Nobel Prize in Chemistry 2017

Richard Henderson

For developing cryo-electron microscopy for the high-resolution structure determination of biomolecules in solution

“The big thing about cryo-EM is that you can use it for determining all the other unknown structures that have been intractable by the other methods.”

Richard Henderson

Electron Cryomicroscopy of Biological Molecules

In the early days of molecular biology, the key technique for discovering the structure of biological molecules was X-ray crystallography. While this yielded many wonderful structures, many others remained unsolved since the technique requires 3D crystals of the molecule. Very large molecular complexes and membrane proteins are particularly difficult to crystallise.

From the early 1960s, researchers started to use electron microscopy (EM), which bombards proteins or other large biological molecules with electrons, rather than X-rays, to determine their atomic structure. In 1975, Richard Henderson and fellow LMB researcher Nigel Unwin, used EM to determine the first structure of 2D crystals of the membrane protein bacteriorhodopsin.

In the 1990s, Richard published a review showing that it would be theoretically possible to use EM to extract enough signal from randomly dispersed molecules to obtain their detailed atomic structures. Over the next two decades, this insight, combined with Richard’s drive and determination, led to the development of better detectors for electron microscopes and better software to analyse the images, a key stage in the process. This revolutionised the technique of electron cryomicroscopy (cryo-EM), which involves flash-cooling molecules in a thin layer of aqueous solution before imaging them, a crucial method invented by Jacques Dubochet and his colleagues at the European Molecular Biology Laboratory in the early 1980s.
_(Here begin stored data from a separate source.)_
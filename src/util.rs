use std::sync::atomic::{AtomicU64, Ordering};
use std::time::{SystemTime, UNIX_EPOCH};

use base64::engine::general_purpose::STANDARD;
use base64::Engine as _;

const HEX: &[u8; 16] = b"0123456789abcdef";

#[inline]
pub(crate) fn unix_now_secs() -> i64 {
    SystemTime::now()
        .duration_since(UNIX_EPOCH)
        .map_or(0, |duration| i64::try_from(duration.as_secs()).unwrap_or(i64::MAX))
}

/// `{prefix}_{16 hex digits}` from a process-wide counter mixed with a random seed.
pub(crate) fn next_generated_id(prefix: &str, counter: &AtomicU64) -> String {
    static SEED: std::sync::LazyLock<u64> = std::sync::LazyLock::new(|| fastrand::u64(..));
    let id = counter.fetch_add(1, Ordering::Relaxed) ^ *SEED;
    let mut out = String::with_capacity(prefix.len() + 17);
    out.push_str(prefix);
    out.push('_');
    push_u64_hex_16(&mut out, id);
    out
}

#[inline]
fn push_u64_hex_16(out: &mut String, mut value: u64) {
    let mut buf = [b'0'; 16];
    let mut idx = 16;
    while idx > 0 {
        idx -= 1;
        let nibble = usize::try_from(value & 0x0f).unwrap_or(0);
        buf[idx] = HEX[nibble];
        value >>= 4;
    }
    for byte in buf {
        out.push(char::from(byte));
    }
}

/// Extract the JSON payload of an SSE `data:` line.
///
/// Returns `None` for blank lines, `:` comments, non-data fields and the
/// `[DONE]` sentinel.
#[inline]
pub(crate) fn extract_sse_data_payload(line: &str) -> Option<&str> {
    let trimmed = line.trim();
    if trimmed.is_empty() || trimmed.starts_with(':') {
        return None;
    }
    let payload = trimmed.strip_prefix("data:")?.trim();
    if payload.is_empty() || payload == "[DONE]" {
        return None;
    }
    Some(payload)
}

#[inline]
pub(crate) fn encode_base64(bytes: &[u8]) -> String {
    STANDARD.encode(bytes)
}

#[inline]
pub(crate) fn decode_base64(text: &str) -> Option<Vec<u8>> {
    STANDARD.decode(text.trim()).ok()
}

/// Cut `text` to at most `max` bytes on a char boundary.
pub(crate) fn truncate_for_log(text: &str, max: usize) -> &str {
    if text.len() <= max {
        return text;
    }
    let mut end = max;
    while !text.is_char_boundary(end) {
        end -= 1;
    }
    &text[..end]
}

/// Serde adapter for `Option<Vec<u8>>` carried as standard base64 text.
pub(crate) mod base64_opt {
    use serde::{Deserialize, Deserializer, Serializer};

    #[allow(clippy::ref_option)]
    pub(crate) fn serialize<S>(value: &Option<Vec<u8>>, serializer: S) -> Result<S::Ok, S::Error>
    where
        S: Serializer,
    {
        match value {
            Some(bytes) => serializer.serialize_str(&super::encode_base64(bytes)),
            None => serializer.serialize_none(),
        }
    }

    pub(crate) fn deserialize<'de, D>(deserializer: D) -> Result<Option<Vec<u8>>, D::Error>
    where
        D: Deserializer<'de>,
    {
        let raw: Option<String> = Option::deserialize(deserializer)?;
        match raw {
            None => Ok(None),
            Some(text) => super::decode_base64(&text)
                .map(Some)
                .ok_or_else(|| serde::de::Error::custom("invalid base64 signature")),
        }
    }
}

#[cfg(test)]
mod tests {
    use super::*;

    #[test]
    fn sse_payload_extraction_skips_non_data_lines() {
        assert_eq!(extract_sse_data_payload(""), None);
        assert_eq!(extract_sse_data_payload(": keepalive"), None);
        assert_eq!(extract_sse_data_payload("event: message"), None);
        assert_eq!(extract_sse_data_payload("data: [DONE]"), None);
        assert_eq!(extract_sse_data_payload("data: {\"a\":1}"), Some("{\"a\":1}"));
        assert_eq!(extract_sse_data_payload("data:{\"a\":1}\r"), Some("{\"a\":1}"));
    }

    #[test]
    fn generated_ids_are_unique_and_prefixed() {
        let counter = AtomicU64::new(0);
        let a = next_generated_id("resp", &counter);
        let b = next_generated_id("resp", &counter);
        assert!(a.starts_with("resp_"));
        assert_eq!(a.len(), "resp_".len() + 16);
        assert_ne!(a, b);
    }

    #[test]
    fn truncate_respects_char_boundaries() {
        assert_eq!(truncate_for_log("héllo", 2), "h");
        assert_eq!(truncate_for_log("abc", 10), "abc");
    }
}
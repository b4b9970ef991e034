use serde::{Deserialize, Serialize};

use crate::error::CanonicalError;
use crate::util::truncate_for_log;

const RAW_ERROR_BODY_MAX: usize = 512;

/// The `error` object of a Gemini error payload.
#[derive(Debug, Clone, Default, PartialEq, Eq, Serialize, Deserialize)]
pub struct GeminiErrorBody {
    #[serde(default)]
    pub code: Option<i64>,
    #[serde(default)]
    pub message: String,
    #[serde(default, skip_serializing_if = "Option::is_none")]
    pub status: Option<String>,
}

#[derive(Debug, Deserialize)]
struct GeminiErrorEnvelope {
    error: GeminiErrorBody,
}

/// Parse a non-2xx Gemini response body into a canonical upstream error.
///
/// Accepts, in order: an array of `{"error": {...}}` objects (messages are
/// joined, the first code wins), a single `{"error": {...}}` object, and
/// finally any other body, which is kept verbatim (truncated) with the HTTP
/// status.
#[must_use]
pub fn parse_gemini_error(status: u16, body: &[u8]) -> CanonicalError {
    if let Ok(errors) = serde_json::from_slice::<Vec<GeminiErrorEnvelope>>(body) {
        if let Some(first) = errors.first() {
            let code = error_code(&first.error);
            let message = errors
                .iter()
                .map(|e| e.error.message.as_str())
                .filter(|m| !m.is_empty())
                .collect::<Vec<_>>()
                .join("; ");
            return CanonicalError::Upstream {
                context: None,
                status,
                code,
                message,
            };
        }
    }

    if let Ok(envelope) = serde_json::from_slice::<GeminiErrorEnvelope>(body) {
        return upstream_error_from_body(status, &envelope.error);
    }

    let raw = String::from_utf8_lossy(body);
    let raw = raw.trim();
    let message = if raw.is_empty() {
        format!("upstream returned status {status}")
    } else {
        truncate_for_log(raw, RAW_ERROR_BODY_MAX).to_string()
    };
    CanonicalError::Upstream {
        context: None,
        status,
        code: None,
        message,
    }
}

/// Convert an in-band error object (e.g. a stream error frame).
#[must_use]
pub fn upstream_error_from_body(status: u16, body: &GeminiErrorBody) -> CanonicalError {
    let status = body
        .code
        .and_then(|code| u16::try_from(code).ok())
        .filter(|code| (400..600).contains(code))
        .unwrap_or(status);
    CanonicalError::Upstream {
        context: None,
        status,
        code: error_code(body),
        message: body.message.clone(),
    }
}

fn error_code(body: &GeminiErrorBody) -> Option<String> {
    body.status
        .clone()
        .or_else(|| body.code.map(|code| code.to_string()))
}

#[cfg(test)]
mod tests {
    use super::*;

    #[test]
    fn array_shape_joins_messages_and_keeps_first_code() {
        let body = br#"[{"error":{"code":400,"message":"bad field","status":"INVALID_ARGUMENT"}},
                        {"error":{"code":400,"message":"another","status":"FAILED_PRECONDITION"}}]"#;
        match parse_gemini_error(400, body) {
            CanonicalError::Upstream {
                status,
                code,
                message,
                ..
            } => {
                assert_eq!(status, 400);
                assert_eq!(code.as_deref(), Some("INVALID_ARGUMENT"));
                assert_eq!(message, "bad field; another");
            }
            other => panic!("expected Upstream, got {other:?}"),
        }
    }

    #[test]
    fn single_shape_is_parsed() {
        let body = br#"{"error":{"code":429,"message":"quota exceeded","status":"RESOURCE_EXHAUSTED"}}"#;
        match parse_gemini_error(429, body) {
            CanonicalError::Upstream { code, message, .. } => {
                assert_eq!(code.as_deref(), Some("RESOURCE_EXHAUSTED"));
                assert_eq!(message, "quota exceeded");
            }
            other => panic!("expected Upstream, got {other:?}"),
        }
    }

    #[test]
    fn unknown_body_falls_back_to_status() {
        match parse_gemini_error(502, b"<html>bad gateway</html>") {
            CanonicalError::Upstream {
                status,
                code,
                message,
                ..
            } => {
                assert_eq!(status, 502);
                assert_eq!(code, None);
                assert_eq!(message, "<html>bad gateway</html>");
            }
            other => panic!("expected Upstream, got {other:?}"),
        }
        match parse_gemini_error(503, b"") {
            CanonicalError::Upstream { message, .. } => {
                assert_eq!(message, "upstream returned status 503");
            }
            other => panic!("expected Upstream, got {other:?}"),
        }
    }

    #[test]
    fn in_band_error_code_overrides_status() {
        let body = GeminiErrorBody {
            code: Some(500),
            message: "internal".into(),
            status: None,
        };
        let err = upstream_error_from_body(200, &body);
        assert_eq!(err.status_code(), 500);
        assert_eq!(err.upstream_code(), Some("500"));
    }
}
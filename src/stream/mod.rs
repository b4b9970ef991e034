//! Per-stream driver task: pulls SSE lines, runs the Gemini stream
//! translator and delivers canonical events over a bounded channel.

pub mod lines;

pub use lines::SseLineStream;

use std::pin::Pin;
use std::sync::Arc;
use std::time::Duration;

use futures_util::{Stream, StreamExt};
use tokio::sync::mpsc;
use tokio::task::JoinHandle;
use tokio::time::{Instant, Sleep};
use tokio_util::sync::CancellationToken;

use crate::error::{CanonicalError, ErrorContext, Operation};
use crate::observability::token_counter::log_stream_usage;
use crate::protocol::canonical::{
    CanonicalStreamEvent, CanonicalUsage, ConvertOptions, StreamEventType,
};
use crate::protocol::error_shapes::upstream_error_from_body;
use crate::protocol::gemini::stream::parse_gemini_sse_line;
use crate::protocol::gemini::stream_state::{StreamState, StreamStatePool};

pub const DEFAULT_CHANNEL_CAPACITY: usize = 64;

/// Post-processing applied to every event before delivery.
///
/// Returning `None` skips the event. A dropped terminal event is delivered
/// unchanged instead, so the receiver always sees exactly one terminal.
pub type EventHook = Arc<dyn Fn(CanonicalStreamEvent) -> Option<CanonicalStreamEvent> + Send + Sync>;

/// Request-scoped settings of one stream.
#[derive(Debug, Clone)]
pub struct StreamOptions {
    pub model: String,
    pub convert: ConvertOptions,
    pub channel_capacity: usize,
    pub deadline: Option<Instant>,
    pub sequence_base: u64,
    pub cancel: CancellationToken,
    pub pool: Arc<StreamStatePool>,
}

impl StreamOptions {
    #[must_use]
    pub fn new(model: impl Into<String>) -> Self {
        Self {
            model: model.into(),
            convert: ConvertOptions::default(),
            channel_capacity: DEFAULT_CHANNEL_CAPACITY,
            deadline: None,
            sequence_base: 0,
            cancel: CancellationToken::new(),
            pool: StreamStatePool::global(),
        }
    }

    #[must_use]
    pub fn with_convert_options(mut self, convert: ConvertOptions) -> Self {
        self.convert = convert;
        self
    }

    #[must_use]
    pub fn with_channel_capacity(mut self, capacity: usize) -> Self {
        self.channel_capacity = capacity.max(1);
        self
    }

    /// Deadline measured from now.
    #[must_use]
    pub fn with_timeout(mut self, timeout: Duration) -> Self {
        self.deadline = Some(Instant::now() + timeout);
        self
    }

    #[must_use]
    pub fn with_sequence_base(mut self, base: u64) -> Self {
        self.sequence_base = base;
        self
    }

    #[must_use]
    pub fn with_cancel_token(mut self, cancel: CancellationToken) -> Self {
        self.cancel = cancel;
        self
    }

    #[must_use]
    pub fn with_pool(mut self, pool: Arc<StreamStatePool>) -> Self {
        self.pool = pool;
        self
    }
}

/// What the driver task observed by the time it exited.
#[derive(Debug, Clone, PartialEq)]
pub struct StreamSummary {
    pub response_id: String,
    pub model: String,
    pub delivered: u64,
    /// `None` when the receiver went away first.
    pub terminal: Option<StreamEventType>,
    pub usage: Option<CanonicalUsage>,
}

/// Receiving side of a running stream.
#[derive(Debug)]
pub struct StreamHandle {
    events: mpsc::Receiver<CanonicalStreamEvent>,
    cancel: CancellationToken,
    task: JoinHandle<StreamSummary>,
}

impl StreamHandle {
    pub async fn next_event(&mut self) -> Option<CanonicalStreamEvent> {
        self.events.recv().await
    }

    /// Ask the driver to stop; it still delivers one `response.cancelled`.
    pub fn cancel(&self) {
        self.cancel.cancel();
    }

    #[must_use]
    pub fn cancellation_token(&self) -> CancellationToken {
        self.cancel.clone()
    }

    /// Drain every remaining event.
    pub async fn collect(mut self) -> Vec<CanonicalStreamEvent> {
        let mut events = Vec::new();
        while let Some(event) = self.events.recv().await {
            events.push(event);
        }
        events
    }

    /// Drain remaining events and wait for the task.
    pub async fn finish(mut self) -> Result<(Vec<CanonicalStreamEvent>, StreamSummary), CanonicalError> {
        let mut events = Vec::new();
        while let Some(event) = self.events.recv().await {
            events.push(event);
        }
        let summary = self
            .task
            .await
            .map_err(|err| CanonicalError::Internal(format!("stream task failed: {err}")))?;
        Ok((events, summary))
    }
}

/// Spawn the driver for one stream of SSE lines.
///
/// Must be called inside a tokio runtime.
pub fn spawn_gemini_stream<S>(source: S, options: StreamOptions, hook: Option<EventHook>) -> StreamHandle
where
    S: Stream<Item = Result<String, CanonicalError>> + Send + 'static,
{
    let (tx, rx) = mpsc::channel(options.channel_capacity.max(1));
    let cancel = options.cancel.clone();
    let task = tokio::spawn(drive(source, options, hook, tx));
    StreamHandle {
        events: rx,
        cancel,
        task,
    }
}

struct Interrupts {
    cancel: CancellationToken,
    deadline: Option<Pin<Box<Sleep>>>,
}

impl Interrupts {
    /// Resolves with the terminal kind once cancelled or past the deadline.
    async fn fired(&mut self) -> StreamEventType {
        let Self { cancel, deadline } = self;
        let timed_out = async {
            match deadline.as_mut() {
                Some(sleep) => sleep.as_mut().await,
                None => std::future::pending().await,
            }
        };
        tokio::select! {
            biased;
            () = cancel.cancelled() => StreamEventType::ResponseCancelled,
            () = timed_out => StreamEventType::ResponseTimedOut,
        }
    }
}

enum Delivery {
    Done,
    Interrupted(StreamEventType),
    Closed,
}

struct Outbox {
    tx: mpsc::Sender<CanonicalStreamEvent>,
    hook: Option<EventHook>,
    next_sequence: u64,
    delivered: u64,
    terminal: Option<StreamEventType>,
}

impl Outbox {
    /// Run the hook. It may rewrite or drop events but never change whether
    /// an event is terminal; such results fall back to the original event.
    fn prepare(&self, event: CanonicalStreamEvent) -> Option<CanonicalStreamEvent> {
        let Some(hook) = self.hook.as_ref() else {
            return Some(event);
        };
        let was_terminal = event.event_type.is_terminal();
        let original = event.clone();
        match hook(event) {
            Some(replaced) if replaced.event_type.is_terminal() == was_terminal => Some(replaced),
            Some(replaced) => {
                tracing::warn!(
                    from = original.event_type.as_str(),
                    to = replaced.event_type.as_str(),
                    "gemini stream: hook changed terminality, keeping original event"
                );
                Some(original)
            }
            None if was_terminal => Some(original),
            None => None,
        }
    }

    fn stamp(&mut self, mut event: CanonicalStreamEvent) -> CanonicalStreamEvent {
        event.sequence_number = self.next_sequence;
        self.next_sequence += 1;
        event
    }

    async fn send_plain(&mut self, event: CanonicalStreamEvent) -> bool {
        let event = self.stamp(event);
        let kind = event.event_type;
        if self.tx.send(event).await.is_err() {
            return false;
        }
        self.delivered += 1;
        if kind.is_terminal() {
            self.terminal = Some(kind);
        }
        true
    }

    /// Deliver a translator batch. Non-terminal sends race the interrupts;
    /// once interrupted, only terminal events of the batch still go out.
    async fn deliver(
        &mut self,
        batch: &mut Vec<CanonicalStreamEvent>,
        interrupts: &mut Interrupts,
    ) -> Delivery {
        let mut interrupted = None;
        for event in batch.drain(..) {
            if interrupted.is_some() && !event.event_type.is_terminal() {
                continue;
            }
            let Some(event) = self.prepare(event) else {
                continue;
            };
            if event.event_type.is_terminal() || interrupted.is_some() {
                if !self.send_plain(event).await {
                    return Delivery::Closed;
                }
                continue;
            }

            let event = self.stamp(event);
            tokio::select! {
                biased;
                kind = interrupts.fired() => {
                    self.next_sequence -= 1;
                    interrupted = Some(kind);
                }
                sent = self.tx.send(event) => {
                    if sent.is_err() {
                        return Delivery::Closed;
                    }
                    self.delivered += 1;
                }
            }
        }
        match interrupted {
            Some(kind) => Delivery::Interrupted(kind),
            None => Delivery::Done,
        }
    }
}

enum Step {
    Line(Option<Result<String, CanonicalError>>),
    Interrupted(StreamEventType),
}

fn translate_line(state: &mut StreamState, line: &str, batch: &mut Vec<CanonicalStreamEvent>) {
    let Some(parsed) = parse_gemini_sse_line(line) else {
        return;
    };
    match parsed {
        Ok(chunk) => match chunk.error.as_ref() {
            Some(error) => {
                let err = upstream_error_from_body(500, error).with_context(ErrorContext::new(
                    Operation::StreamGenerateContent,
                    Some(state.model()),
                ));
                tracing::warn!(error = %err, "gemini stream: upstream error chunk");
                state.fail(&err, 0, batch);
            }
            None => state.process_chunk(&chunk, 0, batch),
        },
        Err(err) => {
            let err = CanonicalError::decode(
                Operation::StreamGenerateContent,
                Some(state.model()),
                format!("invalid stream chunk: {err}"),
            );
            tracing::warn!(error = %err, "gemini stream: undecodable chunk");
            state.fail(&err, 0, batch);
        }
    }
}

async fn drive<S>(
    source: S,
    options: StreamOptions,
    hook: Option<EventHook>,
    tx: mpsc::Sender<CanonicalStreamEvent>,
) -> StreamSummary
where
    S: Stream<Item = Result<String, CanonicalError>> + Send + 'static,
{
    let started = std::time::Instant::now();
    let mut state = options.pool.acquire(&options.model, options.convert);
    let mut interrupts = Interrupts {
        cancel: options.cancel.clone(),
        deadline: options.deadline.map(|at| Box::pin(tokio::time::sleep_until(at))),
    };
    let mut outbox = Outbox {
        tx,
        hook,
        next_sequence: options.sequence_base,
        delivered: 0,
        terminal: None,
    };
    let mut batch = Vec::with_capacity(16);
    let mut source = Box::pin(source);
    let mut interrupted = None;
    let mut closed = false;

    tracing::debug!(model = %options.model, message_id = %state.message_id(), "gemini stream: started");

    while !state.is_finished() {
        let step = tokio::select! {
            biased;
            kind = interrupts.fired() => Step::Interrupted(kind),
            line = source.next() => Step::Line(line),
        };
        match step {
            Step::Interrupted(kind) => {
                interrupted = Some(kind);
                break;
            }
            Step::Line(None) => state.finalize(0, &mut batch),
            Step::Line(Some(Ok(line))) => translate_line(&mut state, &line, &mut batch),
            Step::Line(Some(Err(err))) => {
                tracing::warn!(error = %err, "gemini stream: transport read failed");
                state.fail(&err, 0, &mut batch);
            }
        }

        match outbox.deliver(&mut batch, &mut interrupts).await {
            Delivery::Done => {}
            Delivery::Interrupted(kind) => {
                interrupted = Some(kind);
                break;
            }
            Delivery::Closed => {
                closed = true;
                break;
            }
        }
    }

    drop(source);

    if let Some(kind) = interrupted {
        tracing::debug!(response_id = %state.response_id(), event = kind.as_str(), "gemini stream: interrupted");
        state.interrupt(kind, 0, &mut batch);
        for event in batch.drain(..) {
            let Some(event) = outbox.prepare(event) else {
                continue;
            };
            if !outbox.send_plain(event).await {
                closed = true;
                break;
            }
        }
    }

    if closed {
        tracing::debug!(response_id = %state.response_id(), "gemini stream: receiver dropped");
    }

    log_stream_usage(
        state.model(),
        state.response_id(),
        state.last_usage().as_ref(),
        started.elapsed(),
    );

    StreamSummary {
        response_id: state.response_id().to_string(),
        model: state.model().to_string(),
        delivered: outbox.delivered,
        terminal: outbox.terminal,
        usage: state.last_usage(),
    }
}

#[cfg(test)]
mod tests {
    use super::*;

    fn lines(raw: &[&str]) -> impl Stream<Item = Result<String, CanonicalError>> + Send + 'static {
        futures_util::stream::iter(raw.iter().map(|l| Ok::<_, CanonicalError>((*l).to_string())).collect::<Vec<_>>())
    }

    #[tokio::test]
    async fn sequence_numbers_start_at_base_and_are_contiguous() {
        let source = lines(&[
            r#"data: {"candidates":[{"content":{"role":"model","parts":[{"text":"hi"}]}}]}"#,
            r#"data: {"candidates":[{"content":{"role":"model","parts":[]},"finishReason":"STOP"}]}"#,
        ]);
        let handle = spawn_gemini_stream(
            source,
            StreamOptions::new("gemini-2.5-flash")
                .with_sequence_base(100)
                .with_pool(StreamStatePool::new(2)),
            None,
        );
        let (events, summary) = handle.finish().await.unwrap();
        for (offset, event) in events.iter().enumerate() {
            assert_eq!(event.sequence_number, 100 + offset as u64);
        }
        assert_eq!(summary.terminal, Some(StreamEventType::ResponseCompleted));
        assert_eq!(summary.delivered, events.len() as u64);
    }

    #[tokio::test]
    async fn undecodable_chunk_fails_the_stream() {
        let source = lines(&["data: {not json", r#"data: {"candidates":[]}"#]);
        let handle = spawn_gemini_stream(source, StreamOptions::new("m"), None);
        let events = handle.collect().await;
        let last = events.last().unwrap();
        assert_eq!(last.event_type, StreamEventType::ResponseFailed);
        assert_eq!(events.iter().filter(|e| e.event_type.is_terminal()).count(), 1);
    }

    #[tokio::test]
    async fn released_state_returns_to_pool() {
        let pool = StreamStatePool::new(4);
        let source = lines(&[r#"data: {"candidates":[{"content":{"parts":[{"text":"x"}]},"finishReason":"STOP"}]}"#]);
        let handle = spawn_gemini_stream(source, StreamOptions::new("m").with_pool(Arc::clone(&pool)), None);
        let _ = handle.finish().await.unwrap();
        assert_eq!(pool.retained(), 1);
    }
}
In the last few years, there has been a quantum leap in these imaging techniques, due to better microscopes, electron detectors and computer programmes for calculating the structure from the images. These improvements now allow atomic structure determinations of many proteins and other macromolecular assemblies that were previously very difficult or impossible to obtain. The new structures provide important insights into biological functions and mechanisms and will help enhance the study of diseases, such as neurodegenerative diseases, infectious diseases and cancer.

Richard shared the Nobel Prize with Jacques Dubochet from the University of Lausanne, Switzerland and Joachim Frank from Columbia University, USA.